С этого дня подпольщики по старой тимуровской привычке нередко заходили к Суковатихе на дом, пилили ей дрова, помогли убрать огород, раздобывали продукты.

Вскоре в городе опять появился Капелюхин. На заседании штаба возник вопрос, как быть со второй группой парней, собравшихся в партизаны.

– А как они сами настроены? – спросила Клава.

Капелюхин замялся.

– По-разному. Кое-кто попритих пока… Да оно и понятно: за родителей боязно…

– С отправкой придётся, видно, воздержаться, – помедлив, сказала Клава. – Надо что-то другое придумать.

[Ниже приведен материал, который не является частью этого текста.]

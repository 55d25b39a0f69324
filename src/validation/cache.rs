//! Memoized, rate-limited, de-duplicated dictionary lookups
//!
//! Per word the cache moves `uncached -> pending -> cached(...)`. While a
//! lookup is pending, other callers for the same word wait on a per-word
//! slot and take the result straight from it, so one cold word costs at
//! most one external call whatever the TTLs are. Distinct words only share
//! the rate limiter.
//!
//! Definitive outcomes live for `ttl`; "service unavailable" outcomes
//! expire after the much shorter `unavailable_ttl` so an outage heals
//! without manual invalidation.

use super::limiter::RateLimiter;
use super::record::{InvalidReason, UnavailableReason, ValidationRecord, Verdict};
use super::source::{DictionaryEntry, DictionarySource, SourceError};
use crate::core::{Word, normalize};
use lru::LruCache;
use rustc_hash::FxHashMap;
use serde::Serialize;
use std::num::NonZeroUsize;
use std::sync::atomic::{AtomicU64, Ordering};
use std::sync::{Arc, PoisonError};
use std::time::Duration;
use tokio::sync::Mutex;
use tokio::time::Instant;

/// Default number of cached records
pub const DEFAULT_CACHE_CAPACITY: usize = 10_000;

/// Default lifetime of a definitive record (7 days)
pub const DEFAULT_TTL: Duration = Duration::from_secs(7 * 24 * 60 * 60);

#[derive(Debug, Clone)]
pub struct CacheOptions {
    pub capacity: usize,
    pub ttl: Duration,
    pub unavailable_ttl: Duration,
    /// Bound on one external lookup
    pub timeout: Duration,
    /// Minimum spacing between external lookups
    pub min_interval: Duration,
}

impl Default for CacheOptions {
    fn default() -> Self {
        Self {
            capacity: DEFAULT_CACHE_CAPACITY,
            ttl: DEFAULT_TTL,
            unavailable_ttl: Duration::from_secs(60),
            timeout: Duration::from_secs(10),
            min_interval: Duration::from_secs(1),
        }
    }
}

#[derive(Debug, Clone, Copy, PartialEq, Eq, Serialize)]
pub struct CacheStats {
    pub entries: usize,
    pub capacity: usize,
    pub hits: u64,
    pub misses: u64,
    pub external_calls: u64,
    /// Callers that waited on another caller's in-flight lookup
    pub coalesced: u64,
}

struct CachedRecord {
    record: ValidationRecord,
    stored_at: Instant,
}

/// Result slot shared by every caller waiting on one word
type Slot = Arc<Mutex<Option<ValidationRecord>>>;
type InflightMap = std::sync::Mutex<FxHashMap<String, Slot>>;

/// Unregisters a word's slot when its caller finishes or is dropped
struct InflightGuard<'a> {
    map: &'a InflightMap,
    word: &'a str,
    slot: Slot,
}

impl Drop for InflightGuard<'_> {
    fn drop(&mut self) {
        let mut map = self.map.lock().unwrap_or_else(PoisonError::into_inner);
        if map.get(self.word).is_some_and(|s| Arc::ptr_eq(s, &self.slot)) {
            map.remove(self.word);
        }
    }
}

pub struct ValidationCache {
    source: Arc<dyn DictionarySource>,
    limiter: RateLimiter,
    entries: Mutex<LruCache<String, CachedRecord>>,
    inflight: InflightMap,
    options: CacheOptions,
    capacity: usize,
    hits: AtomicU64,
    misses: AtomicU64,
    external_calls: AtomicU64,
    coalesced: AtomicU64,
}

impl ValidationCache {
    #[must_use]
    pub fn new(source: Arc<dyn DictionarySource>, options: CacheOptions) -> Self {
        let capacity = NonZeroUsize::new(options.capacity).unwrap_or(NonZeroUsize::MIN);
        Self {
            source,
            limiter: RateLimiter::new(options.min_interval),
            entries: Mutex::new(LruCache::new(capacity)),
            inflight: std::sync::Mutex::new(FxHashMap::default()),
            capacity: capacity.get(),
            options,
            hits: AtomicU64::new(0),
            misses: AtomicU64::new(0),
            external_calls: AtomicU64::new(0),
            coalesced: AtomicU64::new(0),
        }
    }

    #[must_use]
    pub fn source_name(&self) -> &str {
        self.source.name()
    }

    const fn ttl_for(&self, verdict: Verdict) -> Duration {
        match verdict {
            Verdict::Unavailable(_) => self.options.unavailable_ttl,
            _ => self.options.ttl,
        }
    }

    async fn cached(&self, word: &str) -> Option<ValidationRecord> {
        let mut entries = self.entries.lock().await;
        let expired = match entries.get(word) {
            None => return None,
            Some(entry) => entry.stored_at.elapsed() >= self.ttl_for(entry.record.verdict),
        };
        if expired {
            entries.pop(word);
            return None;
        }
        entries.get(word).map(|e| e.record.clone())
    }

    /// Check one word against the dictionary
    ///
    /// Never fails: transport problems and timeouts come back as records
    /// with an `Unavailable` verdict. Malformed tokens are answered locally
    /// without an external call.
    pub async fn validate(&self, raw: &str) -> ValidationRecord {
        let word = match Word::new(raw) {
            Ok(w) => w.into_string(),
            Err(_) => {
                return ValidationRecord::bare(
                    normalize(raw),
                    Verdict::Invalid(InvalidReason::MalformedWord),
                );
            }
        };

        if let Some(record) = self.cached(&word).await {
            self.hits.fetch_add(1, Ordering::Relaxed);
            tracing::debug!(word = %word, "validation cache hit");
            return record;
        }

        let slot = Arc::clone(
            self.inflight
                .lock()
                .unwrap_or_else(PoisonError::into_inner)
                .entry(word.clone())
                .or_default(),
        );
        let _registered = InflightGuard {
            map: &self.inflight,
            word: &word,
            slot: Arc::clone(&slot),
        };
        let mut pending = slot.lock().await;

        // Whoever held the slot before us may already have the answer.
        if let Some(record) = pending.clone() {
            self.coalesced.fetch_add(1, Ordering::Relaxed);
            tracing::debug!(word = %word, "joined in-flight lookup");
            return record;
        }
        if let Some(record) = self.cached(&word).await {
            self.hits.fetch_add(1, Ordering::Relaxed);
            return record;
        }

        self.misses.fetch_add(1, Ordering::Relaxed);
        tracing::debug!(word = %word, "validation cache miss");
        let record = self.fetch(&word).await;

        self.entries.lock().await.put(
            word.clone(),
            CachedRecord {
                record: record.clone(),
                stored_at: Instant::now(),
            },
        );
        *pending = Some(record.clone());
        record
    }

    #[cfg(test)]
    fn inflight_len(&self) -> usize {
        self.inflight
            .lock()
            .unwrap_or_else(PoisonError::into_inner)
            .len()
    }

    async fn fetch(&self, word: &str) -> ValidationRecord {
        self.limiter.acquire().await;
        self.external_calls.fetch_add(1, Ordering::Relaxed);

        let outcome = tokio::time::timeout(self.options.timeout, self.source.lookup(word))
            .await
            .unwrap_or(Err(SourceError::Timeout));

        match outcome {
            Ok(Some(entry)) => record_from_entry(word, entry),
            Ok(None) => ValidationRecord::bare(word, Verdict::Invalid(InvalidReason::NotFound)),
            Err(e) => {
                tracing::warn!(word = %word, error = %e, "dictionary lookup failed");
                let reason = match e {
                    SourceError::Timeout => UnavailableReason::Timeout,
                    SourceError::Transport(_) => UnavailableReason::Transport,
                    SourceError::Status(_) => UnavailableReason::Status,
                    SourceError::Malformed(_) => UnavailableReason::Malformed,
                };
                ValidationRecord::bare(word, Verdict::Unavailable(reason))
            }
        }
    }

    /// Drop the cached record for `word`; returns whether one existed
    pub async fn invalidate(&self, word: &str) -> bool {
        let removed = self.entries.lock().await.pop(&normalize(word)).is_some();
        if removed {
            tracing::info!(word = %normalize(word), "validation cache entry invalidated");
        }
        removed
    }

    pub async fn stats(&self) -> CacheStats {
        CacheStats {
            entries: self.entries.lock().await.len(),
            capacity: self.capacity,
            hits: self.hits.load(Ordering::Relaxed),
            misses: self.misses.load(Ordering::Relaxed),
            external_calls: self.external_calls.load(Ordering::Relaxed),
            coalesced: self.coalesced.load(Ordering::Relaxed),
        }
    }
}

fn record_from_entry(word: &str, entry: DictionaryEntry) -> ValidationRecord {
    let verdict = if entry.definitions.is_empty() {
        Verdict::Invalid(InvalidReason::NoDefinitions)
    } else {
        Verdict::Valid
    };
    ValidationRecord {
        word: word.to_string(),
        verdict,
        definitions: entry.definitions,
        word_forms: entry.word_forms,
        pronunciations: entry.pronunciations,
        examples: entry.examples,
    }
}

– А что ж тут придумаешь? – усомнился Капелюхин. – Родителей вместе с парнями в лес не переправишь… не согласятся, да и трудно им. Вот если бы парней вроде как силой увести…

– Как это – силой?

– А вот так! – принялся объяснять Капелюхин. – Приходят, скажем, вооружённые партизаны и устраивают нападение на торфоразработки. Охрану снимают и уводят парней в лес. А мы распространяем в городе слух, что партизаны силой увели молодёжь к себе. Тогда уж фашисты к родителям не придерутся.

– Это да! Это планчик! – воскликнул Федя Сушков. – Да так можно весь народ с торфоразработок увести. Это ты, Борька, сам придумал? А молодец, начинаешь смекать кое-что.

– Посиди на этом торфянике, не такое придумаешь, – буркнул Капелюхин и вопросительно посмотрел на Клаву. – Только вот согласятся ли партизаны?

– План неплохой, – подумав, сказала Клава. – Но у меня есть одна существенная поправка. – Она по привычке низко склонилась над столом и жестом пригласила ребят приблизиться: так она всегда делала, когда придумывала с пионерами какое-нибудь неожиданное и увлекательное дело. – У партизан и без нас забот хватает. Зачем их отрывать? Да к тому же пробираться им в Остров сложно и долго. А у нас здесь целая организация подпольщиков. Так почему бы нам под видом партизан не разыграть нападение на торфоразработки? Создадим свою боевую группу, вооружим её…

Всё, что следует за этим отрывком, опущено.